• The Rise of an Extreme and Populist Right Wing – a Challenge to the Left

  • Por René Monzat | 30 Apr 13
  • The rise of populist and xenophobic Right-wing movements is a challenge to Left parties as a whole as well as all social movement organisations. This rise expresses a crisis in European culture and politics – the answer involves affirming a Left alternative that is able to face up to the issues at stake.

    It is essential to analyse the problem and to understand the issues of the times, namely the early 2010s and to stress the essential factors for hitting back.

    A. The populist and xenophobic Rights are a continent-wide reality that calls for global responses

    Five ideas support this conclusion. 

    1. The populist and xenophobic Right is a continent-wide reality. It exists in almost all the European countries, from Great Britain to Russia, from Scandinavia to Greece or Italy, and including France, Switzerland and Austria. Countries where this is not, like Portugal or Ireland, so are rare. These movements have enjoyed a global increase in power since the beginning of the 80s, but the political groups that vehicle this trend are, themselves, unstable and tend to appear and disappear.

    2. We can describe certain essential points they have in common:

    - They all fear the decline of their nation/people/ethnic group. Even in Germany, the prime economic power of the European Union, the populist and xenophobic best seller is called Deutschland schafft sich ab. European societies are declining and are in danger of disappearing, culturally and/or biologically.

    -They draw attention to an internal or external threat — immigrants or national minorities and the internal dangers, Islam the external one.

    -They express distrust of European oligarchies. International finance capitalism wants the destruction of the peoples and European institutions are the instruments of this project on European soil.

    3. The strengthening of this political demand feeds on pan-European phenomena: 

    • The crisis is bringing Europe to a halt. The European continent as a whole has been experiencing stop in growth since 2008 and will for several years more (the time taken to repay the debts).

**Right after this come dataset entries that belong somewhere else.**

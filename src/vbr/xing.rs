use crate::common::{log_debug, SampleRate};
use crate::constants::{XING_TOC_SIZE, XING_TOC_TABLE_ZEROS_MAX_SIZE};
use crate::utils::ByteCursor;

const FLAG_FRAMES: u32 = 0x1;
const FLAG_BYTES: u32 = 0x2;
const FLAG_TOC: u32 = 0x4;
const FLAG_SCALE: u32 = 0x8;

/// Duration of one frame in milliseconds as assumed for Xing streams.
pub fn xing_frame_duration(sample_rate: SampleRate) -> f64 {
    match sample_rate {
        48000 | 24000 => 24.0,
        32000 | 16000 => 36.0,
        12000 => 48.0,
        11025 => 52.24,
        8000 => 72.0,
        _ => 26.12,
    }
}

/// A Xing VBR header.
///
/// All fields after the flags word are optional. They are stored in a fixed
/// order, so each one's offset depends on which of the earlier ones exist.
#[derive(Debug, Clone, PartialEq)]
pub struct XingHeader {
    pub flags: u32,
    /// Frames in the stream, zero when absent.
    pub frames: u32,
    /// Bytes in the stream.
    pub bytes: Option<u32>,
    /// Seek table: entry `i` is the byte position at `i` percent of the
    /// duration, in 1/256 of the stream size.
    pub toc: Option<[u8; XING_TOC_SIZE]>,
    /// Encoder quality, -1 when absent.
    pub vbr_scale: i32,
    /// Duration of one frame in milliseconds.
    pub frame_duration: f64,
    /// The TOC is missing or holds too many zero entries to seek with.
    pub corrupted: bool,
    /// The first TOC entry was not zero.
    pub first_toc_error: bool,
    /// A decreasing TOC entry was found and repaired.
    pub toc_error: bool,
}

impl XingHeader {
    /// Parses the header from a buffer starting at the frame header.
    pub fn parse(frame: &[u8], sample_rate: SampleRate) -> Option<Self> {
        if frame.len() < 4 {
            return None;
        }
        let mpeg1 = (frame[1] >> 3) & 1 == 1;
        let mono = (frame[3] >> 6) & 3 == 3;
        // side information size plus the frame header
        let offset = match (mpeg1, mono) {
            (true, false) => 32 + 4,
            (true, true) | (false, false) => 17 + 4,
            (false, true) => 9 + 4,
        };

        let mut cursor = ByteCursor::at(frame, offset)?;
        if cursor.bytes(4)? != b"Xing" {
            return None;
        }

        let flags = cursor.be_u32()?;
        let frames = if flags & FLAG_FRAMES != 0 {
            cursor.be_u32()?
        } else {
            0
        };
        let bytes = if flags & FLAG_BYTES != 0 {
            Some(cursor.be_u32()?)
        } else {
            None
        };
        let toc = if flags & FLAG_TOC != 0 {
            Some(cursor.array::<XING_TOC_SIZE>()?)
        } else {
            None
        };
        let vbr_scale = if flags & FLAG_SCALE != 0 {
            cursor.be_i32()?
        } else {
            -1
        };

        let corrupted = toc_is_corrupted(toc.as_ref());
        log_debug!("xing header: {frames} frames, corrupted toc: {corrupted}");

        Some(Self {
            flags,
            frames,
            bytes,
            toc,
            vbr_scale,
            frame_duration: xing_frame_duration(sample_rate),
            corrupted,
            first_toc_error: false,
            toc_error: false,
        })
    }

    /// Stream duration in whole milliseconds.
    pub fn total_time_ms(&self) -> u64 {
        (f64::from(self.frames) * self.frame_duration) as u64
    }

    /// Flags a non-zero first entry and smooths out entries that are larger
    /// than their successor.
    ///
    /// A decreasing entry is replaced by its successor minus the average of
    /// the next one or two rising steps, kept between its neighbours. When
    /// even its predecessor lies above the successor, the predecessors are
    /// lowered too, so the repaired part of the table never decreases.
    pub(crate) fn repair_toc(&mut self) {
        let Some(toc) = self.toc.as_mut() else {
            return;
        };
        self.first_toc_error = toc[0] != 0;

        for i in 0..XING_TOC_SIZE - 4 {
            if toc[i] <= toc[i + 1] {
                continue;
            }
            let (next, after, last) = (
                i32::from(toc[i + 1]),
                i32::from(toc[i + 2]),
                i32::from(toc[i + 3]),
            );
            let mut step1 = 0;
            let mut step2 = 0;
            if next < after {
                step1 = after - next;
                if after < last {
                    step2 = last - after;
                }
            }
            let floor = if i == 0 { 0 } else { i32::from(toc[i - 1]) };
            toc[i] = (next - (step1 + step2) / 2).clamp(floor.min(next), next) as u8;
            let mut j = i;
            while j > 0 && toc[j - 1] > toc[j] {
                toc[j - 1] = toc[j];
                j -= 1;
            }
            self.toc_error = true;
        }
        if self.toc_error || self.first_toc_error {
            log_debug!(
                "xing toc repaired: first entry error {}, order error {}",
                self.first_toc_error,
                self.toc_error
            );
        }
    }

    /// Interpolates the TOC: byte offset of `percent` of the stream, for a
    /// stream of `stream_bytes` bytes.
    pub(crate) fn seek_point(&self, percent: f64, stream_bytes: u64) -> u64 {
        let Some(toc) = self.toc.as_ref() else {
            return 0;
        };
        let percent = percent.clamp(0.0, 100.0);
        let a = (percent as usize).min(XING_TOC_SIZE - 1);
        let fa = f64::from(toc[a]);
        let fb = if a < XING_TOC_SIZE - 1 {
            f64::from(toc[a + 1])
        } else {
            256.0
        };
        let fx = fa + (fb - fa) * (percent - a as f64);
        (fx / 256.0 * stream_bytes as f64) as u64
    }
}

fn toc_is_corrupted(toc: Option<&[u8; XING_TOC_SIZE]>) -> bool {
    match toc {
        Some(toc) => toc.iter().filter(|&&b| b == 0).count() > XING_TOC_TABLE_ZEROS_MAX_SIZE,
        None => true,
    }
}

#[cfg(test)]
pub(crate) mod tests {
    use super::*;
    use approx::assert_relative_eq;

    pub(crate) fn linear_toc() -> [u8; XING_TOC_SIZE] {
        std::array::from_fn(|i| (i * 256 / 100) as u8)
    }

    /// First frame of an MPEG-1 Layer III stereo stream carrying a Xing
    /// header with every optional field.
    pub(crate) fn xing_frame(frames: u32, bytes: u32, toc: &[u8; XING_TOC_SIZE]) -> Vec<u8> {
        let mut frame = vec![0u8; 417];
        frame[..4].copy_from_slice(&[0xff, 0xfb, 0x90, 0x00]);
        let mut pos = 36;
        frame[pos..pos + 4].copy_from_slice(b"Xing");
        pos += 4;
        frame[pos..pos + 4].copy_from_slice(&0xfu32.to_be_bytes());
        pos += 4;
        frame[pos..pos + 4].copy_from_slice(&frames.to_be_bytes());
        pos += 4;
        frame[pos..pos + 4].copy_from_slice(&bytes.to_be_bytes());
        pos += 4;
        frame[pos..pos + XING_TOC_SIZE].copy_from_slice(toc);
        pos += XING_TOC_SIZE;
        frame[pos..pos + 4].copy_from_slice(&50i32.to_be_bytes());
        frame
    }

    #[test]
    fn parses_all_fields() {
        let frame = xing_frame(100, 42_117, &linear_toc());
        let xing = XingHeader::parse(&frame, 44_100).unwrap();
        assert_eq!(xing.frames, 100);
        assert_eq!(xing.bytes, Some(42_117));
        assert_eq!(xing.vbr_scale, 50);
        assert!(!xing.corrupted);
        assert_relative_eq!(xing.frame_duration, 26.12);
        assert_eq!(xing.total_time_ms(), 2612);
    }

    #[test]
    fn optional_fields_shift_offsets() {
        let mut frame = vec![0u8; 64];
        frame[..4].copy_from_slice(&[0xff, 0xfb, 0x90, 0xc0]);
        // mono MPEG-1: marker after 17 bytes of side information
        frame[21..25].copy_from_slice(b"Xing");
        frame[25..29].copy_from_slice(&(FLAG_BYTES | FLAG_SCALE).to_be_bytes());
        frame[29..33].copy_from_slice(&1234u32.to_be_bytes());
        frame[33..37].copy_from_slice(&(-7i32).to_be_bytes());

        let xing = XingHeader::parse(&frame, 48_000).unwrap();
        assert_eq!(xing.frames, 0);
        assert_eq!(xing.bytes, Some(1234));
        assert_eq!(xing.toc, None);
        assert_eq!(xing.vbr_scale, -7);
        assert!(xing.corrupted);
        assert_relative_eq!(xing.frame_duration, 24.0);
    }

    #[test]
    fn info_marker_is_not_accepted() {
        let mut frame = xing_frame(100, 42_117, &linear_toc());
        frame[36..40].copy_from_slice(b"Info");
        assert!(XingHeader::parse(&frame, 44_100).is_none());
    }

    #[test]
    fn truncated_header_is_rejected() {
        let frame = xing_frame(100, 42_117, &linear_toc());
        assert!(XingHeader::parse(&frame[..100], 44_100).is_none());
    }

    #[test]
    fn zero_entries_mark_corruption() {
        let mut toc = linear_toc();
        toc[10] = 0;
        assert!(toc_is_corrupted(Some(&toc)));
        assert!(!toc_is_corrupted(Some(&linear_toc())));
        assert!(toc_is_corrupted(None));
    }

    #[test]
    fn repairs_decreasing_entry() {
        let mut toc = linear_toc();
        toc[40] = 250;
        let mut xing = XingHeader::parse(&xing_frame(100, 42_117, &toc), 44_100).unwrap();
        xing.repair_toc();
        let toc = xing.toc.unwrap();
        assert!(xing.toc_error);
        assert!(!xing.first_toc_error);
        assert!(toc[40] >= toc[39]);
        assert!(toc[40] <= toc[41]);
    }

    #[test]
    fn repair_lowers_predecessors_above_successor() {
        let mut toc = linear_toc();
        toc[39] = 200;
        toc[40] = 250;
        let mut xing = XingHeader::parse(&xing_frame(100, 42_117, &toc), 44_100).unwrap();
        xing.repair_toc();
        let toc = xing.toc.unwrap();
        assert!(xing.toc_error);
        assert_eq!(toc[39], toc[41]);
        assert_eq!(toc[40], toc[41]);
        assert!(toc.windows(2).all(|pair| pair[0] <= pair[1]));
    }

    #[test]
    fn monotonic_toc_is_left_alone() {
        let mut xing = XingHeader::parse(&xing_frame(100, 42_117, &linear_toc()), 44_100).unwrap();
        xing.repair_toc();
        assert!(!xing.toc_error);
        assert_eq!(xing.toc, Some(linear_toc()));
    }

    #[test]
    fn interpolates_seek_points() {
        let xing = XingHeader::parse(&xing_frame(100, 42_117, &linear_toc()), 44_100).unwrap();
        assert_eq!(xing.seek_point(0.0, 42_117), 0);
        assert_eq!(xing.seek_point(50.0, 42_117), 21_058);
        // between the last entry and the end of the stream
        assert_eq!(xing.seek_point(99.5, 256), 254);
    }
}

At the same time, the centre of world growth is moving to Asia.
    • European institutions are working outside democracy. The absence of policy (to the extent that policies allow a choice between different orientations), the permanent “grand coalition” in the European Parliament suspends and wipes out any potentially possible democracy. European citizens are aware that they do not have control over the decisions taken by European institutions.
    • These fears take the form of “moral panics” directed at immigrants and minorities. Discourses are flourishing in most of the continent’s countries asserting that both of them and the descendent of immigrants are “imposing” another way of life on the peoples — an “inverse colonisation”.
    • Fear is developing about the power of “Islam”, described as a permanent enemy. All societies. All societies in which Islam is the dominant religion, all the existing “Islams”, all the political trends that make any reference to this religion, great or small, are described as a single agent, as a civilisation and organisation hostile to Europe.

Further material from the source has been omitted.